03 — Least Squares and the Ceres Solver

Goal: Master the most important optimization structure in robotics — least squares — from normal equations through Gauss-Newton and Levenberg-Marquardt to the Ceres Solver API.

This is the highest-value chapter for OKS work. Every sensorbar fit, every calibration, every SLAM backend runs a nonlinear least-squares solver.

1. Linear Least Squares

Problem

Given $A \in \mathbb{R}^{m \times n}$ ($m > n$, overdetermined) and $b \in \mathbb{R}^m$:

$$\min_x \|Ax - b\|_2^2 = \min_x \sum_{i=1}^m (a_i^T x - b_i)^2$$

There are more equations ($m$) than unknowns ($n$), so no exact solution exists. We find the $x$ that minimizes the sum of squared residuals.

Normal Equations

Setting the gradient to zero:

$$\nabla_x \|Ax - b\|^2 = 2A^T(Ax - b) = 0$$

$$\boxed{A^T A x^* = A^T b}$$

This is the normal equation. The solution: $x^* = (A^TA)^{-1}A^Tb$.

Geometric Interpretation

$Ax^*$ is the orthogonal projection of $b$ onto the column space of $A$. The residual $r = b - Ax^*$ is orthogonal to every column of $A$: $A^T r = 0$.

Solving Methods

Method	Cost	Numerical stability	When to use
Normal equations ($A^TAx = A^Tb$)	$O(mn^2 + n^3)$	Poor for ill-conditioned $A$	Quick-and-dirty, small problems
QR factorization ($A = QR$)	$O(mn^2)$	Good	Default choice
SVD ($A = U\Sigma V^T$)	$O(mn^2)$	Best	Rank-deficient or near-singular

import numpy as np

# All three methods — same result, different stability
# Method 1: Normal equations
x_ne = np.linalg.solve(A.T @ A, A.T @ b)

# Method 2: QR (what np.linalg.lstsq uses internally)
x_qr, residuals, rank, sv = np.linalg.lstsq(A, b, rcond=None)

# Method 3: SVD
U, s, Vt = np.linalg.svd(A, full_matrices=False)
x_svd = Vt.T @ np.diag(1/s) @ U.T @ b

2. Weighted Least Squares

Problem

Different measurements have different reliability. Weight them:

$$\min_x \sum_{i=1}^m w_i (a_i^T x - b_i)^2 = \min_x \|W^{1/2}(Ax - b)\|^2$$

where $W = \text{diag}(w_1, \ldots, w_m)$.
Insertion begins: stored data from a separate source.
use serde::{Deserialize, Serialize};

use crate::config::GridConfig;
use crate::geometry::Position;

const ZOOM_STEP: f32 = 1.2;
/// Lowest scale ever applied, whatever the grid config says.
const MIN_SCALE_FLOOR: f32 = 1e-3;

/// Canvas-to-screen transform: `screen = canvas * scale + offset`.
#[derive(Debug, Clone, PartialEq, Serialize, Deserialize)]
pub struct Viewport {
    pub scale: f32,
    pub offset: Position,
    #[serde(skip)]
    grid: GridConfig,
}

impl Default for Viewport {
    fn default() -> Self {
        Self::new(GridConfig::default())
    }
}

impl Viewport {
    pub fn new(grid: GridConfig) -> Self {
        Self {
            scale: 1.0,
            offset: Position::default(),
            grid,
        }
    }

    pub fn set_scale(&mut self, scale: f32) {
        if !scale.is_finite() {
            return;
        }
        let lo = self.grid.min_scale.min(self.grid.max_scale).max(MIN_SCALE_FLOOR);
        let hi = self.grid.min_scale.max(self.grid.max_scale).max(lo);
        self.scale = scale.max(lo).min(hi);
    }

    pub fn zoom_in(&mut self) {
        self.set_scale(self.scale * ZOOM_STEP);
    }

    pub fn zoom_out(&mut self) {
        self.set_scale(self.scale / ZOOM_STEP);
    }

    pub fn pan(&mut self, dx: f32, dy: f32) {
        self.offset = self.offset.offset(dx, dy);
    }

    pub fn reset(&mut self) {
        self.scale = 1.0;
        self.offset = Position::default();
    }

    pub fn screen_to_canvas(&self, screen: Position) -> Position {
        Position::new(
            (screen.x - self.offset.x) / self.scale,
            (screen.y - self.offset.y) / self.scale,
        )
    }

    pub fn canvas_to_screen(&self, canvas: Position) -> Position {
        Position::new(
            canvas.x * self.scale + self.offset.x,
            canvas.y * self.scale + self.offset.y,
        )
    }

    /// Nearest grid point, or `point` unchanged when snapping is off.
    pub fn snap_to_grid(&self, point: Position) -> Position {
        if !self.grid.snap || self.grid.size <= 0.0 {
            return point;
        }
        let size = self.grid.size;
        Position::new((point.x / size).round() * size, (point.y / size).round() * size)
    }
}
Normal equations become: $A^T W A x = A^T W b$.

OKS relevance: The EKF measurement update is exactly a weighted least-squares problem. The weights are the inverse measurement covariance: $W = R^{-1}$. Sensorbar measurements with high uncertainty get low weight.

3. Nonlinear Least Squares (NLLS)

Problem

When the model is nonlinear in the parameters:

$$\min_x \sum_{i=1}^m r_i(x)^2 = \min_x \|r(x)\|^2$$

where $r : \mathbb{R}^n \to \mathbb{R}^m$ is the vector of residuals.

Example: Fitting a sensorbar measurement model $f(\theta, d; p)$ where the residuals are:

$$r_i(p) = \text{measured}_i - f(\theta_i, d_i; p)$$

Cannot solve with normal equations because $r(x)$ is nonlinear. Need iterative methods.

4. Gauss-Newton Method

Key Insight

Linearize each residual around the current estimate $x_k$:

$$r(x_k + \Delta x) \approx r(x_k) + J_k \Delta x$$

where $J_k = \frac{\partial r}{\partial x}\bigg|_{x_k}$ is the Jacobian of residuals.

Substitute into the cost:

$$\|r(x_k) + J_k \Delta x\|^2$$

This is now a linear least-squares problem in $\Delta x$! The normal equations give:

$$\boxed{J_k^T J_k \Delta x = -J_k^T r_k}$$

Algorithm

def gauss_newton(residual_fn, jacobian_fn, x0, tol=1e-8, max_iter=50):
    x = x0.copy()
    for k in range(max_iter):
        r = residual_fn(x)
        J = jacobian_fn(x)
        # Solve normal equations: (J^T J) Δx = -J^T r
        dx = np.linalg.solve(J.T @ J, -J.T @ r)
        x = x + dx
        if np.linalg.norm(dx) < tol:
            break
    return x, k

Connection to Newton's Method

For $f(x) = \frac{1}{2}\|r(x)\|^2$:

Gradient: $\nabla f = J^T r$
Hessian: $\nabla^2 f = J^T J + \sum_i r_i \nabla^2 r_i$

Gauss-Newton drops the second term $\sum_i r_i \nabla^2 r_i$, approximating:

$$H \approx J^T J$$

This is valid when: - Residuals $r_i$ are small at the solution (good fit) - Or the problem is "nearly linear" (second derivatives of $r_i$ are small)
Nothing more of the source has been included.